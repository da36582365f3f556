//! Public Suffix List (PSL) integration tests.

use cookiekit::base::neterror::NetError;
use cookiekit::cookies::canonical_cookie::CanonicalCookie;
use cookiekit::cookies::monster::CookieMonster;
use cookiekit::cookies::psl::{is_public_suffix, is_valid_cookie_domain, registrable_domain};
use url::Url;

#[test]
fn test_tld_is_public_suffix() {
    assert!(is_public_suffix("com"));
    assert!(is_public_suffix("org"));
    assert!(is_public_suffix("co.uk"));
    assert!(is_public_suffix("com.au"));
}

#[test]
fn test_site_is_not_public_suffix() {
    assert!(!is_public_suffix("google.com"));
    assert!(!is_public_suffix("bbc.co.uk"));
    assert!(!is_public_suffix("user.github.io"));
}

#[test]
fn test_registrable_domain_extraction() {
    assert_eq!(
        registrable_domain("www.bbc.co.uk"),
        Some("bbc.co.uk".to_string())
    );
    assert_eq!(
        registrable_domain(".WWW.Example.com"),
        Some("example.com".to_string())
    );
}

#[test]
fn test_subdomain_may_set_parent_cookie() {
    assert!(is_valid_cookie_domain("example.com", "login.example.com"));
    assert!(!is_valid_cookie_domain("login.example.com", "example.com"));
    assert!(!is_valid_cookie_domain("user.github.io", "other.github.io"));
}

#[test]
fn test_manual_cookie_on_public_suffix_rejected() {
    let err = CanonicalCookie::builder("tracker", "1")
        .domain(".com")
        .build()
        .unwrap_err();
    assert!(matches!(err, NetError::InvalidCookie { .. }));
}

#[test]
fn test_localhost_cookies_allowed() {
    let cookie = CanonicalCookie::builder("dev", "1")
        .domain("localhost")
        .build()
        .unwrap();
    assert_eq!(cookie.domain, "localhost");

    let jar = CookieMonster::new();
    let url = Url::parse("http://localhost:3000/").unwrap();
    assert!(jar.parse_and_save_cookie(&url, "dev=1; Path=/"));
    assert_eq!(jar.get_cookies_for_url(&url).len(), 1);
}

-*-

YOUR TASK:
Provide an exact transcription of every entry above.

EXPECTED ANSWER:
repository da36582365f3f556
//! Public Suffix List (PSL) integration tests.

use cookiekit::base::neterror::NetError;
use cookiekit::cookies::canonical_cookie::CanonicalCookie;
use cookiekit::cookies::monster::CookieMonster;
use cookiekit::cookies::psl::{is_public_suffix, is_valid_cookie_domain, registrable_domain};
use url::Url;

#[test]
fn test_tld_is_public_suffix() {
    assert!(is_public_suffix("com"));
    assert!(is_public_suffix("org"));
    assert!(is_public_suffix("co.uk"));
    assert!(is_public_suffix("com.au"));
}

#[test]
fn test_site_is_not_public_suffix() {
    assert!(!is_public_suffix("google.com"));
    assert!(!is_public_suffix("bbc.co.uk"));
    assert!(!is_public_suffix("user.github.io"));
}

#[test]
fn test_registrable_domain_extraction() {
    assert_eq!(
        registrable_domain("www.bbc.co.uk"),
        Some("bbc.co.uk".to_string())
    );
    assert_eq!(
        registrable_domain(".WWW.Example.com"),
        Some("example.com".to_string())
    );
}

#[test]
fn test_subdomain_may_set_parent_cookie() {
    assert!(is_valid_cookie_domain("example.com", "login.example.com"));
    assert!(!is_valid_cookie_domain("login.example.com", "example.com"));
    assert!(!is_valid_cookie_domain("user.github.io", "other.github.io"));
}

#[test]
fn test_manual_cookie_on_public_suffix_rejected() {
    let err = CanonicalCookie::builder("tracker", "1")
        .domain(".com")
        .build()
        .unwrap_err();
    assert!(matches!(err, NetError::InvalidCookie { .. }));
}

#[test]
fn test_localhost_cookies_allowed() {
    let cookie = CanonicalCookie::builder("dev", "1")
        .domain("localhost")
        .build()
        .unwrap();
    assert_eq!(cookie.domain, "localhost");

    let jar = CookieMonster::new();
    let url = Url::parse("http://localhost:3000/").unwrap();
    assert!(jar.parse_and_save_cookie(&url, "dev=1; Path=/"));
    assert_eq!(jar.get_cookies_for_url(&url).len(), 1);
}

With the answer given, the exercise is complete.